▼

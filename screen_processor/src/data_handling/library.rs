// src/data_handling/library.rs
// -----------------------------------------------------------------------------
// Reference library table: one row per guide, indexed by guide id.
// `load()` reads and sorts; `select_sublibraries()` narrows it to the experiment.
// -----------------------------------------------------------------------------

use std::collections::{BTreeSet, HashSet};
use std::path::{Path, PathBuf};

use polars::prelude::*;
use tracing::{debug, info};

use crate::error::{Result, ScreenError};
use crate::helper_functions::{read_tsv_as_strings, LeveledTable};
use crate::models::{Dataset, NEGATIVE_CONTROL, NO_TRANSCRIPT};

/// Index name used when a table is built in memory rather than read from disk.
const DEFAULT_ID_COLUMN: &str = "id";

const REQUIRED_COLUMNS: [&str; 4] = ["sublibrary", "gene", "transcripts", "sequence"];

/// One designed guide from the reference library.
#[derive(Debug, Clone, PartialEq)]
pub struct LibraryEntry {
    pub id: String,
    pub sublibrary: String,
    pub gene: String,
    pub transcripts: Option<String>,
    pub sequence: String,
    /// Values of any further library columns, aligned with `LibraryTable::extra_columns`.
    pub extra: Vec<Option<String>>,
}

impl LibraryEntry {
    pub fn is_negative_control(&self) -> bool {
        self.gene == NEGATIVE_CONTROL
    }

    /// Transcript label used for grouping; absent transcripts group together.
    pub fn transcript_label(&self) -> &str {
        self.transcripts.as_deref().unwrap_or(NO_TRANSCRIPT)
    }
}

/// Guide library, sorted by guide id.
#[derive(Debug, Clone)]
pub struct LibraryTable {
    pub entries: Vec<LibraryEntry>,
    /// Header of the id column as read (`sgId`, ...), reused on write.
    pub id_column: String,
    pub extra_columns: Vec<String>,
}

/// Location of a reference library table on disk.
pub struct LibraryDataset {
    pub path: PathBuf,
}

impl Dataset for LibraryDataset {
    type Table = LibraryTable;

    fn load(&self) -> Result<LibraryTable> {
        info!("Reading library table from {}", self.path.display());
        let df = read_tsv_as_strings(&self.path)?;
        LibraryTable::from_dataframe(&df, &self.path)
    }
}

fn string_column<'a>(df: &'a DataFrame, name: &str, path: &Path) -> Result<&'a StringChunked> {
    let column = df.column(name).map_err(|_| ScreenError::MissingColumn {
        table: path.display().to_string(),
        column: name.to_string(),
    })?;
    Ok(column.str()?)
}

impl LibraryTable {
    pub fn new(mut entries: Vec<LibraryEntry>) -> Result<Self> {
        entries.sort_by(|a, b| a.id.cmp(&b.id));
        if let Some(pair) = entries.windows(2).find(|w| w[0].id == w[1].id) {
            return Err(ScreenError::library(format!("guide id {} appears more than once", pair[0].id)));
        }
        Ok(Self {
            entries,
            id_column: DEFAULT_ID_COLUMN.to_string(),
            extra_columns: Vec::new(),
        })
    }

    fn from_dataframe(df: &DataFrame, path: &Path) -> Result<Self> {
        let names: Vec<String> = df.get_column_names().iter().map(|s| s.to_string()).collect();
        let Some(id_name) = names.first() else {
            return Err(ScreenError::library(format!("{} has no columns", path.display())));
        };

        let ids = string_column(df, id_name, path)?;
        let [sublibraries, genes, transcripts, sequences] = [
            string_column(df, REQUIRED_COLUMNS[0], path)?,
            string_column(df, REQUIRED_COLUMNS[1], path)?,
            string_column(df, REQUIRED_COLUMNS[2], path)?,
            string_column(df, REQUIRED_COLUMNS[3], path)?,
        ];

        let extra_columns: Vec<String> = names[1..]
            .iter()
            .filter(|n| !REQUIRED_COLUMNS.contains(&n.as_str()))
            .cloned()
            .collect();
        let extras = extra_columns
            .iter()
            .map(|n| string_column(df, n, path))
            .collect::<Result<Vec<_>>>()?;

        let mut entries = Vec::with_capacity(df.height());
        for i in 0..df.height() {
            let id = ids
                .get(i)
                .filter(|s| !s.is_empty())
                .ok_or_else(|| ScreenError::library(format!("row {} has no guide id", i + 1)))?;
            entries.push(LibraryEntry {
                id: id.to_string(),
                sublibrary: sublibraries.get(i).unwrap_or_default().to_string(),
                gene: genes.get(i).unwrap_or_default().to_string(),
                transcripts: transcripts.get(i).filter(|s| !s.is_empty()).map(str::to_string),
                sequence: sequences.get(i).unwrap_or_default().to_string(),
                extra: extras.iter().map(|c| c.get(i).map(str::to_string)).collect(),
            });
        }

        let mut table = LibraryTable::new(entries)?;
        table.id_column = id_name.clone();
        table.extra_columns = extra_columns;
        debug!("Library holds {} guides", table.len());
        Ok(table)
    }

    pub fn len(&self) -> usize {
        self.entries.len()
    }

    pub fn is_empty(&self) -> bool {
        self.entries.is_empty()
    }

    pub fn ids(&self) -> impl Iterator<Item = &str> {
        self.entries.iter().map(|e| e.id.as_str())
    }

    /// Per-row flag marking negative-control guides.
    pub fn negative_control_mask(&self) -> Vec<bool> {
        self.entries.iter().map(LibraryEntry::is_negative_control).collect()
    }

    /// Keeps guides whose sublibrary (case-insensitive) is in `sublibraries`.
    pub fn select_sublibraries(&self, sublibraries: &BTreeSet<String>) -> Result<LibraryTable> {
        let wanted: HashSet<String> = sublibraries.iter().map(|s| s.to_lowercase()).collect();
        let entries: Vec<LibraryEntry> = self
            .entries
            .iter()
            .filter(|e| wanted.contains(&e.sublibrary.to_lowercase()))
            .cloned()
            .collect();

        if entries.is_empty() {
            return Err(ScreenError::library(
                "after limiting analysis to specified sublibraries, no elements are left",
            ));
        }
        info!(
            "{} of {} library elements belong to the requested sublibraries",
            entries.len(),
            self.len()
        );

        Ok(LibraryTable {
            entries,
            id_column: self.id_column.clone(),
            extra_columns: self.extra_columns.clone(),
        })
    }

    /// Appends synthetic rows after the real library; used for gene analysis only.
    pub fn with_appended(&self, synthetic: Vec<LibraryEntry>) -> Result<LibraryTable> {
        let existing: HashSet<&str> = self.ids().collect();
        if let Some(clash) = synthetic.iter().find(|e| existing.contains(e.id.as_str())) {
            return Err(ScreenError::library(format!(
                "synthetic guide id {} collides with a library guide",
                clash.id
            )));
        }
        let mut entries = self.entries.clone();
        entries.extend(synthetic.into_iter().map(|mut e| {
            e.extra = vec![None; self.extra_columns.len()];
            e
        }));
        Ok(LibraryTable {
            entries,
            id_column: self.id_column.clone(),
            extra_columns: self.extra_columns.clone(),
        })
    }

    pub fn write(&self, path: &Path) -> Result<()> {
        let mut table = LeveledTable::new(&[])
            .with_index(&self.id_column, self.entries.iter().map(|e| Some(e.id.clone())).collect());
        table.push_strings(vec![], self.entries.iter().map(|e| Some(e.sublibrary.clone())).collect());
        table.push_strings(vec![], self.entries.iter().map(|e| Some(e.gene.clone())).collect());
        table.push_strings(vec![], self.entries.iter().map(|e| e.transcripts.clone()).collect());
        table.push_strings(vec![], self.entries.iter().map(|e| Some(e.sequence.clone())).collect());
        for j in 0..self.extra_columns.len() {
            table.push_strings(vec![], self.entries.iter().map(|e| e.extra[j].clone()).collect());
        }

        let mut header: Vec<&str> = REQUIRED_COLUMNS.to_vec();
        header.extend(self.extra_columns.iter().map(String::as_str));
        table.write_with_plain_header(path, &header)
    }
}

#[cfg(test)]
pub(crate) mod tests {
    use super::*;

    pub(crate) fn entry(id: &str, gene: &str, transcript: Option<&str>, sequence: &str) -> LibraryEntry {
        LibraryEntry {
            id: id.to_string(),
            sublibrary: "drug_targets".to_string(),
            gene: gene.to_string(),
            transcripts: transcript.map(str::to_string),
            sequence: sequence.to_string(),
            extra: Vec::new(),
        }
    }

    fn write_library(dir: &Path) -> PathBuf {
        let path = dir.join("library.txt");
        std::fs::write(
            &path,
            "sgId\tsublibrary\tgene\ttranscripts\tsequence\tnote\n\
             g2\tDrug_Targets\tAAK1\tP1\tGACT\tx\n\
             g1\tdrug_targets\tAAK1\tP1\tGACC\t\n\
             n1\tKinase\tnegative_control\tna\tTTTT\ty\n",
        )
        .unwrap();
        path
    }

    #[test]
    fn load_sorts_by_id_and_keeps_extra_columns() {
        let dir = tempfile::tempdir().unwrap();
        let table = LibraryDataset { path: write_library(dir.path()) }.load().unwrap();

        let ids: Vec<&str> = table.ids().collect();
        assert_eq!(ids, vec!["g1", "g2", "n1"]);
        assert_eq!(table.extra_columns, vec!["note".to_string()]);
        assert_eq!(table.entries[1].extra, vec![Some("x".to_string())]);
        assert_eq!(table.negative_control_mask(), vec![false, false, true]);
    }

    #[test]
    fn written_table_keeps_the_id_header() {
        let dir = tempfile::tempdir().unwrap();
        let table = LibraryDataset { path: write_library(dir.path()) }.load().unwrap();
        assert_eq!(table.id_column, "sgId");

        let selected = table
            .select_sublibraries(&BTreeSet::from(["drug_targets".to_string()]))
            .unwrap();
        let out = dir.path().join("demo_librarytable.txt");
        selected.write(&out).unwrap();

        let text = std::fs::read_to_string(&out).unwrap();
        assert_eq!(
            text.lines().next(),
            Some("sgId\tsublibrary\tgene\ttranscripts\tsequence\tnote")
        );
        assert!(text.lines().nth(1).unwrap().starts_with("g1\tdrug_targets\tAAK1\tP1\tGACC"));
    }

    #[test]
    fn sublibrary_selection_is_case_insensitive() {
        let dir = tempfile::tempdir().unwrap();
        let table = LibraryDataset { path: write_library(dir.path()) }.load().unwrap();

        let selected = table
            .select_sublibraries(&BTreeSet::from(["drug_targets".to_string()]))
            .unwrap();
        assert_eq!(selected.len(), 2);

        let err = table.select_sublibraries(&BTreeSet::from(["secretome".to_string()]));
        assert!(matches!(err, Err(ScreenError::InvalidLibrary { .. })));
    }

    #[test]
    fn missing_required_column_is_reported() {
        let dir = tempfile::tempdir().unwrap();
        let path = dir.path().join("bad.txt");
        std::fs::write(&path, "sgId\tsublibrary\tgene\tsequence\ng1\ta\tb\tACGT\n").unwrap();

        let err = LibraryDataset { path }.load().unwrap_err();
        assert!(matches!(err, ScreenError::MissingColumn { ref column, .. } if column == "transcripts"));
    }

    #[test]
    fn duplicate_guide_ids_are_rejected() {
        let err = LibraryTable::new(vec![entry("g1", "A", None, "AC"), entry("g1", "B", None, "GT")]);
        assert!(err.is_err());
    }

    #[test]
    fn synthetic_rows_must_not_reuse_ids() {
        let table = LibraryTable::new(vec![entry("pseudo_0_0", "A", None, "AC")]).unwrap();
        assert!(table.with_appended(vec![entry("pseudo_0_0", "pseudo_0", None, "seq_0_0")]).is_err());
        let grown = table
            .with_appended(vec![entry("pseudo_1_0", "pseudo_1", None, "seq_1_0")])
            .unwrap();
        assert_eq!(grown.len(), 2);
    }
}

▲

TASK TO CARRY OUT: Output the records above exactly, from their first line through the line that contains "reused on write.", and add nothing.

PROBLEM SOLUTION:
filename screen_processor/src/data_handling/library.rs
// src/data_handling/library.rs
// -----------------------------------------------------------------------------
// Reference library table: one row per guide, indexed by guide id.
// `load()` reads and sorts; `select_sublibraries()` narrows it to the experiment.
// -----------------------------------------------------------------------------

use std::collections::{BTreeSet, HashSet};
use std::path::{Path, PathBuf};

use polars::prelude::*;
use tracing::{debug, info};

use crate::error::{Result, ScreenError};
use crate::helper_functions::{read_tsv_as_strings, LeveledTable};
use crate::models::{Dataset, NEGATIVE_CONTROL, NO_TRANSCRIPT};

/// Index name used when a table is built in memory rather than read from disk.
const DEFAULT_ID_COLUMN: &str = "id";

const REQUIRED_COLUMNS: [&str; 4] = ["sublibrary", "gene", "transcripts", "sequence"];

/// One designed guide from the reference library.
#[derive(Debug, Clone, PartialEq)]
pub struct LibraryEntry {
    pub id: String,
    pub sublibrary: String,
    pub gene: String,
    pub transcripts: Option<String>,
    pub sequence: String,
    /// Values of any further library columns, aligned with `LibraryTable::extra_columns`.
    pub extra: Vec<Option<String>>,
}

impl LibraryEntry {
    pub fn is_negative_control(&self) -> bool {
        self.gene == NEGATIVE_CONTROL
    }

    /// Transcript label used for grouping; absent transcripts group together.
    pub fn transcript_label(&self) -> &str {
        self.transcripts.as_deref().unwrap_or(NO_TRANSCRIPT)
    }
}

/// Guide library, sorted by guide id.
#[derive(Debug, Clone)]
pub struct LibraryTable {
    pub entries: Vec<LibraryEntry>,
    /// Header of the id column as read (`sgId`, ...), reused on write.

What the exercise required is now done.